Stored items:
○ ○ ○ ○ ○ ○ ○
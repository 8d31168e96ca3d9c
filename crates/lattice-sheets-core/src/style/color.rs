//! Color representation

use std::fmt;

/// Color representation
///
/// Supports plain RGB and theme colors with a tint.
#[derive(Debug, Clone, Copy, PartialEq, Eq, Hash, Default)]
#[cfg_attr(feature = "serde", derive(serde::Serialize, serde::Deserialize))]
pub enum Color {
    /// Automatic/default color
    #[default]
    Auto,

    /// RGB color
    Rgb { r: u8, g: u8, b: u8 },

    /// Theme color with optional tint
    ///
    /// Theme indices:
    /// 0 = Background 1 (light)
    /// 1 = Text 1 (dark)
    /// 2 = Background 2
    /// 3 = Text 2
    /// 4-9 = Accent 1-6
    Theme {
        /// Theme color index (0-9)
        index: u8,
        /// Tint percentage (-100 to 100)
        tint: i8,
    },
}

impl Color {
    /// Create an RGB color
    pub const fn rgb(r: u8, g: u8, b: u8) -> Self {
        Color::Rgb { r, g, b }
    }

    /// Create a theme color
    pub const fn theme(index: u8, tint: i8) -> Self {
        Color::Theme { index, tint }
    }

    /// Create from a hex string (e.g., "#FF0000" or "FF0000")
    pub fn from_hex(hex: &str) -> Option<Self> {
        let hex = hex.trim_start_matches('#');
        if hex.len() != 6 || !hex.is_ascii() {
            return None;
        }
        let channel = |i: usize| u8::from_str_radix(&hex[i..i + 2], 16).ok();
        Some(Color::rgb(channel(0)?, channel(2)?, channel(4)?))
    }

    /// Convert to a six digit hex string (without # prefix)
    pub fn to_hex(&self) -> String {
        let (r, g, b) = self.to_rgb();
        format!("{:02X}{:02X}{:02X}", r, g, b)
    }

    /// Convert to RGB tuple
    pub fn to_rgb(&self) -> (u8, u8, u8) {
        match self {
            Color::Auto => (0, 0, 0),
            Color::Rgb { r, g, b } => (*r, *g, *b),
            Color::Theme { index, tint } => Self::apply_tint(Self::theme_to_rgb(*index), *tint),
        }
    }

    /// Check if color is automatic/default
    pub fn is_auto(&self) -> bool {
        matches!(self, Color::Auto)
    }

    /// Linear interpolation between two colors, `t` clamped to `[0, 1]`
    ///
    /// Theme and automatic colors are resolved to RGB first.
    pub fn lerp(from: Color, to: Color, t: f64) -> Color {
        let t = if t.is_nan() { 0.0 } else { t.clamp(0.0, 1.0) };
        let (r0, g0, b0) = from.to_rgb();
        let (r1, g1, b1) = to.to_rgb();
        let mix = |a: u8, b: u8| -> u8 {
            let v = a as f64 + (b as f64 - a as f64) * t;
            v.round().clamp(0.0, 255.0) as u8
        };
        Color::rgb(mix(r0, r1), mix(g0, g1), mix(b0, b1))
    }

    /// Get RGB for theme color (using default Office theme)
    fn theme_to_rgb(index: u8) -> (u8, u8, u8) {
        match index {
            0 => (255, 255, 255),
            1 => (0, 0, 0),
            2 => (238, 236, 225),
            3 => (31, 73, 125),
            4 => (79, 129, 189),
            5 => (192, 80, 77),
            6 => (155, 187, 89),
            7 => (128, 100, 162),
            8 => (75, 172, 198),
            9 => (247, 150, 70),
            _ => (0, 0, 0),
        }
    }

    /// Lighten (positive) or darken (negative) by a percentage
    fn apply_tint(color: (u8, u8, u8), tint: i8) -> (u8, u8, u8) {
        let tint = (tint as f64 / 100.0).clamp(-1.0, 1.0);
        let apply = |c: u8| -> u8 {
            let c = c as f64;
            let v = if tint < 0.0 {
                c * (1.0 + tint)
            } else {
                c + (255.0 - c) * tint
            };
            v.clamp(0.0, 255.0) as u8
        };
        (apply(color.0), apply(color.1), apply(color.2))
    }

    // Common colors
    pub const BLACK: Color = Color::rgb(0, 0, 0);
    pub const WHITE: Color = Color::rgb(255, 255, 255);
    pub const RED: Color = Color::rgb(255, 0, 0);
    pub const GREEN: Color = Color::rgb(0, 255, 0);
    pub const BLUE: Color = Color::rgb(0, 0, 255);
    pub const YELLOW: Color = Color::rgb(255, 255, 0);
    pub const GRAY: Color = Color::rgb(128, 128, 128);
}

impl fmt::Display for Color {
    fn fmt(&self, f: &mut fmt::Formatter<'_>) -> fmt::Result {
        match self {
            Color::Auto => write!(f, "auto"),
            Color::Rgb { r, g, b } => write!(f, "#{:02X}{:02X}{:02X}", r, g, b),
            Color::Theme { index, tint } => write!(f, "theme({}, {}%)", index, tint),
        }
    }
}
○ ○ ○ ○ ○ ○ ○
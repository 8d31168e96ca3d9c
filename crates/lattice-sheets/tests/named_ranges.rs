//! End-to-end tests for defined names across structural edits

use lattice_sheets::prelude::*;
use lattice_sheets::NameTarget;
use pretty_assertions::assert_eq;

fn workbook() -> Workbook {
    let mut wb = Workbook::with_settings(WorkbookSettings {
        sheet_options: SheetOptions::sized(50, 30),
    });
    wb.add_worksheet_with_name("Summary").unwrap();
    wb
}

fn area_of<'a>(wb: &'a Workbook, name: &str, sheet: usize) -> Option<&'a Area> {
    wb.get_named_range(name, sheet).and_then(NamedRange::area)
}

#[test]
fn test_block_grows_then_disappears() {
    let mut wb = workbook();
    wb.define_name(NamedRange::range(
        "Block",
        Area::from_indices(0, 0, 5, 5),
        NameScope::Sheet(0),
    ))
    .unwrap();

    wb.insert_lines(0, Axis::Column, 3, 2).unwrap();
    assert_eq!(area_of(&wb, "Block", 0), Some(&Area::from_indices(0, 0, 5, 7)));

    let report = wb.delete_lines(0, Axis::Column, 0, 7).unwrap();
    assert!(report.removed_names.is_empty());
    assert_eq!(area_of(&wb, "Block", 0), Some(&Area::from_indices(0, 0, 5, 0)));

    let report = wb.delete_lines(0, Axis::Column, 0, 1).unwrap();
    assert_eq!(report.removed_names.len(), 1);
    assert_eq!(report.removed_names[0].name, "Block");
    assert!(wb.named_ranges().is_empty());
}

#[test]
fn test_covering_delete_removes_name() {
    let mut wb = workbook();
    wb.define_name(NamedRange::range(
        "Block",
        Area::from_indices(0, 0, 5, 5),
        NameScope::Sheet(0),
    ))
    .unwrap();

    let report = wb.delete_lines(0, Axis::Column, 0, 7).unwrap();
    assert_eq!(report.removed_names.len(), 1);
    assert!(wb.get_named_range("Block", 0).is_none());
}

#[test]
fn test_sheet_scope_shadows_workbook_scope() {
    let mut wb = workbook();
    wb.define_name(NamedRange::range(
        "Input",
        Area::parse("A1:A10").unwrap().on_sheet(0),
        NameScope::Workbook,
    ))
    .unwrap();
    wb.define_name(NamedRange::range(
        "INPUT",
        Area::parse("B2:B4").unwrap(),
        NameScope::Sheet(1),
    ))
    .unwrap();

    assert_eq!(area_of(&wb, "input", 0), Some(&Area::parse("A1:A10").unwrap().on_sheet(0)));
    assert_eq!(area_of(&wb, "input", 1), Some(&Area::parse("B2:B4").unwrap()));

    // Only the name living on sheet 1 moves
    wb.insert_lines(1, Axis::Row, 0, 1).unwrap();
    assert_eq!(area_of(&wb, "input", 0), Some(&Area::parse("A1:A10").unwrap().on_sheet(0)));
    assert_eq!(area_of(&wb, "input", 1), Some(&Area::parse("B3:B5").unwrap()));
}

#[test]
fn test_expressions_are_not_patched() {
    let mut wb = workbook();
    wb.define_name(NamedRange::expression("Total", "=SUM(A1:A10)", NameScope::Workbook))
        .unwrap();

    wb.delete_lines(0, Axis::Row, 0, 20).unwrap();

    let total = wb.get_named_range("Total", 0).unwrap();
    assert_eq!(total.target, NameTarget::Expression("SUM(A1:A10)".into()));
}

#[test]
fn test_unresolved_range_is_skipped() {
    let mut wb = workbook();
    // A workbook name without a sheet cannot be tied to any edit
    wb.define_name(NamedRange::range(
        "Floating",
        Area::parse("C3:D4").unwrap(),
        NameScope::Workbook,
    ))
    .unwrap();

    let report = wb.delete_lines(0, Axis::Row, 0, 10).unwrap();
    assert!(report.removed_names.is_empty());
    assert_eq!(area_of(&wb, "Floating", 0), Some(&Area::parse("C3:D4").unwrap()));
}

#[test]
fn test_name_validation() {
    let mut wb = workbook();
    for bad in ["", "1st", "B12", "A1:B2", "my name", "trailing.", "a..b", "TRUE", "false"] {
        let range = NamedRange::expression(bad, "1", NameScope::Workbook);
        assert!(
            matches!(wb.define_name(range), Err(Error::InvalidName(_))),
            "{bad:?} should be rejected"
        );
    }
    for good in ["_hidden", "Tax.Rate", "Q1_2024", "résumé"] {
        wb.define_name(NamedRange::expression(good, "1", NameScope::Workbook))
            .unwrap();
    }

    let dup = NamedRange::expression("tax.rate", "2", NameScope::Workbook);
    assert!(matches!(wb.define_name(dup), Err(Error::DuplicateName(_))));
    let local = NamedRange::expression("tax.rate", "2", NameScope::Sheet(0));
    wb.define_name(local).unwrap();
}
○ ○ ○ ○ ○ ○ ○
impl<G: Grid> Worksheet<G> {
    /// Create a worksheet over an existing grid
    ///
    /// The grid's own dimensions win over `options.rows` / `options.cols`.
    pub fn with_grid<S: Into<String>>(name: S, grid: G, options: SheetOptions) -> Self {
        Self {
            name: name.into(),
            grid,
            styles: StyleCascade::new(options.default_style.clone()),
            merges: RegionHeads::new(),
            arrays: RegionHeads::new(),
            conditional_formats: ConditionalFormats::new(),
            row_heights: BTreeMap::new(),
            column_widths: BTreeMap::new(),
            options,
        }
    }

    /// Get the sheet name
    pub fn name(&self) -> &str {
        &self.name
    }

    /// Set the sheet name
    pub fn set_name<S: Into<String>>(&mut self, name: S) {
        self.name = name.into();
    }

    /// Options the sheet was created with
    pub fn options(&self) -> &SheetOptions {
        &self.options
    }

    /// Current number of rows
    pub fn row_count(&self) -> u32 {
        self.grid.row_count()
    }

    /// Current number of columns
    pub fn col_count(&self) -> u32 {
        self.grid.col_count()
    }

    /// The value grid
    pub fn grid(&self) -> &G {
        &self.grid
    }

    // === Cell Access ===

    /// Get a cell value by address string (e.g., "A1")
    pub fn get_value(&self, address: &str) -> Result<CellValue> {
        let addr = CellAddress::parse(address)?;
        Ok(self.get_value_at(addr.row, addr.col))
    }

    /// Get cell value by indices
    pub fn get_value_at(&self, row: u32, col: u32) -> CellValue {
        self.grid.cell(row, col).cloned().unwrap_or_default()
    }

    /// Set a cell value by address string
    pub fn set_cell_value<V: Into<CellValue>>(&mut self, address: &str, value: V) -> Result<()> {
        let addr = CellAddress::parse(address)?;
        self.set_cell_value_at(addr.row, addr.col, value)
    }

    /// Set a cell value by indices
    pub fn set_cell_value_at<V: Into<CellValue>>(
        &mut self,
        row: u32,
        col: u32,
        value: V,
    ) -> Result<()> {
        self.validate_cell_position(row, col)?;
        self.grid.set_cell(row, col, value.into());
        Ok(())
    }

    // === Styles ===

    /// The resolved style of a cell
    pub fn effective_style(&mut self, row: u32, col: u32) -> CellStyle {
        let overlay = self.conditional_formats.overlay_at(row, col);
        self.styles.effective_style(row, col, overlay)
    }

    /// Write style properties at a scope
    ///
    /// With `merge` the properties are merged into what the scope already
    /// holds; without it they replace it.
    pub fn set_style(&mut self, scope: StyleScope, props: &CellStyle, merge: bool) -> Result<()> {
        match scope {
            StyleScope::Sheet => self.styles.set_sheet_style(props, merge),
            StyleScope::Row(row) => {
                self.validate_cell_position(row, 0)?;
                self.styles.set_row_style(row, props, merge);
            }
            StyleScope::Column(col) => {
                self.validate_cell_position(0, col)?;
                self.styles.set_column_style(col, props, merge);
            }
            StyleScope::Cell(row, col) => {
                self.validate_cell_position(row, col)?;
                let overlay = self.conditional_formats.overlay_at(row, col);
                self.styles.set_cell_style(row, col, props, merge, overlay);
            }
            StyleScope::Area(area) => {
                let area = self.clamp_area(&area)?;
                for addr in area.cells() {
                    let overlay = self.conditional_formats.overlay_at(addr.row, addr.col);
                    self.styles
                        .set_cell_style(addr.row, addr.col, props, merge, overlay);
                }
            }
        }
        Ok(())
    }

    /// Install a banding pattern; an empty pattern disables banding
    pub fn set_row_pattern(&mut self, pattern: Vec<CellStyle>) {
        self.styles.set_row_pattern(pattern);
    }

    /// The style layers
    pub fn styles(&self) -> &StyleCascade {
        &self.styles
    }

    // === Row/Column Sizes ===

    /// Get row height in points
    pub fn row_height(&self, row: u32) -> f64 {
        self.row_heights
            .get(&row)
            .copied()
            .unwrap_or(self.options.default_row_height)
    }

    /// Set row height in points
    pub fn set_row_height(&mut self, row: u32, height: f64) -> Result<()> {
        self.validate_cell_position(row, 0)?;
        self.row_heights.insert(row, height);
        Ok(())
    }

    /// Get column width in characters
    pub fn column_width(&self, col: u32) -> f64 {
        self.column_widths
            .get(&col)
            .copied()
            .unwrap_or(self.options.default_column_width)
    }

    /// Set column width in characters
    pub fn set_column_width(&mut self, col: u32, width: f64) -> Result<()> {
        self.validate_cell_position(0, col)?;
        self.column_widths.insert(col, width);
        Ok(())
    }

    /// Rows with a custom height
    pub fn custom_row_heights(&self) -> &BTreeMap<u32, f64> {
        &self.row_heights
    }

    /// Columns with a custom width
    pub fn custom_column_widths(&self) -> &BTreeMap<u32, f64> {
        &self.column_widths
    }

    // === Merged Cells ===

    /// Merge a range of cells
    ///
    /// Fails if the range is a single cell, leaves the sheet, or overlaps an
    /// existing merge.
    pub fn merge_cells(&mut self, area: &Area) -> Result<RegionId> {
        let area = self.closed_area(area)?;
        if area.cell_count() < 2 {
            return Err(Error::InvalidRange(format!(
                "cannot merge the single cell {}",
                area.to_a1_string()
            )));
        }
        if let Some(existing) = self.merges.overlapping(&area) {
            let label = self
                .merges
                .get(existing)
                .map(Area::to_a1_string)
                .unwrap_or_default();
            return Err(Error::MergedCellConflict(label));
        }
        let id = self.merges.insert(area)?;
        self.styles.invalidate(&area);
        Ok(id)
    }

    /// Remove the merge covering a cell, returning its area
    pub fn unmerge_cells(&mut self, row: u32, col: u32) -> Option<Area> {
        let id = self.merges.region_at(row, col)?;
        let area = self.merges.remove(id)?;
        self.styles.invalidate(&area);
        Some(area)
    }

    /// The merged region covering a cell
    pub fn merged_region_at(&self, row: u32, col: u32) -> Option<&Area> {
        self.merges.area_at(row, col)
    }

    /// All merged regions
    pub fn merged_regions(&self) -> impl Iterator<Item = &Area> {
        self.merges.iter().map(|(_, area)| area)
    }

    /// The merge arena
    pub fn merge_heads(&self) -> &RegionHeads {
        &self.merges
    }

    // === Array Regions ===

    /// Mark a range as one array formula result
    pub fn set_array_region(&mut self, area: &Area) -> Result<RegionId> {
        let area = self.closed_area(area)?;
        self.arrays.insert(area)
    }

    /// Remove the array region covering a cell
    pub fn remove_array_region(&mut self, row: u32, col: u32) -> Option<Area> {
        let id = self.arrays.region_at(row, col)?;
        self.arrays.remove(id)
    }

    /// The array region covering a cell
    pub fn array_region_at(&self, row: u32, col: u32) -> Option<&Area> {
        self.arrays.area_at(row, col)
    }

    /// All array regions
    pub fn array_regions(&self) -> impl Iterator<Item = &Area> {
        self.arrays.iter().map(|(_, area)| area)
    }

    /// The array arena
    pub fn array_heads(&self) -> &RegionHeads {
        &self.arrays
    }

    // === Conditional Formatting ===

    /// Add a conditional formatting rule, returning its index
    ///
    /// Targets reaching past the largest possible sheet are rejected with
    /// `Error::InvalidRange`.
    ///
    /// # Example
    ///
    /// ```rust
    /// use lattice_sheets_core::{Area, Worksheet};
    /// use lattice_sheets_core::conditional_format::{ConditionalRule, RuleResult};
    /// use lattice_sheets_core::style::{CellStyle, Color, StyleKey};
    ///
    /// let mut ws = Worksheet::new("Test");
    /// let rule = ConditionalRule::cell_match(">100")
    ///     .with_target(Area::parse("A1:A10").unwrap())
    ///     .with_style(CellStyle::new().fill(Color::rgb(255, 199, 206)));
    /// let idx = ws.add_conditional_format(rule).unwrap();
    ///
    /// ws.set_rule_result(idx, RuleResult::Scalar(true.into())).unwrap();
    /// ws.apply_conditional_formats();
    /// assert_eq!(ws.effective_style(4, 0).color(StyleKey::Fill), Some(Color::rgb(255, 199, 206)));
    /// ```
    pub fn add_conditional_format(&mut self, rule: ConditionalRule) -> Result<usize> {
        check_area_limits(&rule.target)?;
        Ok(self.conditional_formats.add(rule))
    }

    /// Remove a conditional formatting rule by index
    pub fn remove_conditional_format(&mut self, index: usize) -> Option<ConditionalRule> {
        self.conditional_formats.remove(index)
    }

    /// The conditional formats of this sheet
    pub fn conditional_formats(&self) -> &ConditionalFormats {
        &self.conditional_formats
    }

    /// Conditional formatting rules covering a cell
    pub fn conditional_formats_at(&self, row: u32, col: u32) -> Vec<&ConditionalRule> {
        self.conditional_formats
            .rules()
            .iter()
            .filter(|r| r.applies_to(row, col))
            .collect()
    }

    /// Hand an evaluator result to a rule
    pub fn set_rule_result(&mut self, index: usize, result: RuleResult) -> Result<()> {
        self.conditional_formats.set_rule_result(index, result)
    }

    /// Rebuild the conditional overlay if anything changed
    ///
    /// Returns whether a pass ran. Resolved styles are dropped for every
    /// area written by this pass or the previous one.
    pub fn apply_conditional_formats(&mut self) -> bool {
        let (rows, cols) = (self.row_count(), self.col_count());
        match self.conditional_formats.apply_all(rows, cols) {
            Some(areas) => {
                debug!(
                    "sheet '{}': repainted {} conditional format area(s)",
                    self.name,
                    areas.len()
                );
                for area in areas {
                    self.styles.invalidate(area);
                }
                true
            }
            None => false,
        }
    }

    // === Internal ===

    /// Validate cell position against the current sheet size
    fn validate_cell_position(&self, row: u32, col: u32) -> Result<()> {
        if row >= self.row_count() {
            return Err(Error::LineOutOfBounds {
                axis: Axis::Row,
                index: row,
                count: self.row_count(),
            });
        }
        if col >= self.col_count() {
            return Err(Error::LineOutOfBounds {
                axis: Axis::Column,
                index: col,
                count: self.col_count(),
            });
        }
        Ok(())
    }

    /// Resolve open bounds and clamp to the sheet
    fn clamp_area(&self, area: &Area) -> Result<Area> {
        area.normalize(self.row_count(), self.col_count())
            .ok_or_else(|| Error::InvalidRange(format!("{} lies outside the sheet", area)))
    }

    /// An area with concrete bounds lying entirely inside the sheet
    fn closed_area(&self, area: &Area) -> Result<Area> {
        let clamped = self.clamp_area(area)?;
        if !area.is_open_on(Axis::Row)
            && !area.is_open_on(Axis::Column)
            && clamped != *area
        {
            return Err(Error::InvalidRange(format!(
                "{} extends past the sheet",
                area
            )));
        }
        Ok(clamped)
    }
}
○ ○ ○ ○ ○ ○ ○
ACTIVITY: Go through the records above and, whenever a line includes the word "tests", copy it.

RESPONSE:
filename crates/lattice-sheets/tests/named_ranges.rs
//! End-to-end tests for defined names across structural edits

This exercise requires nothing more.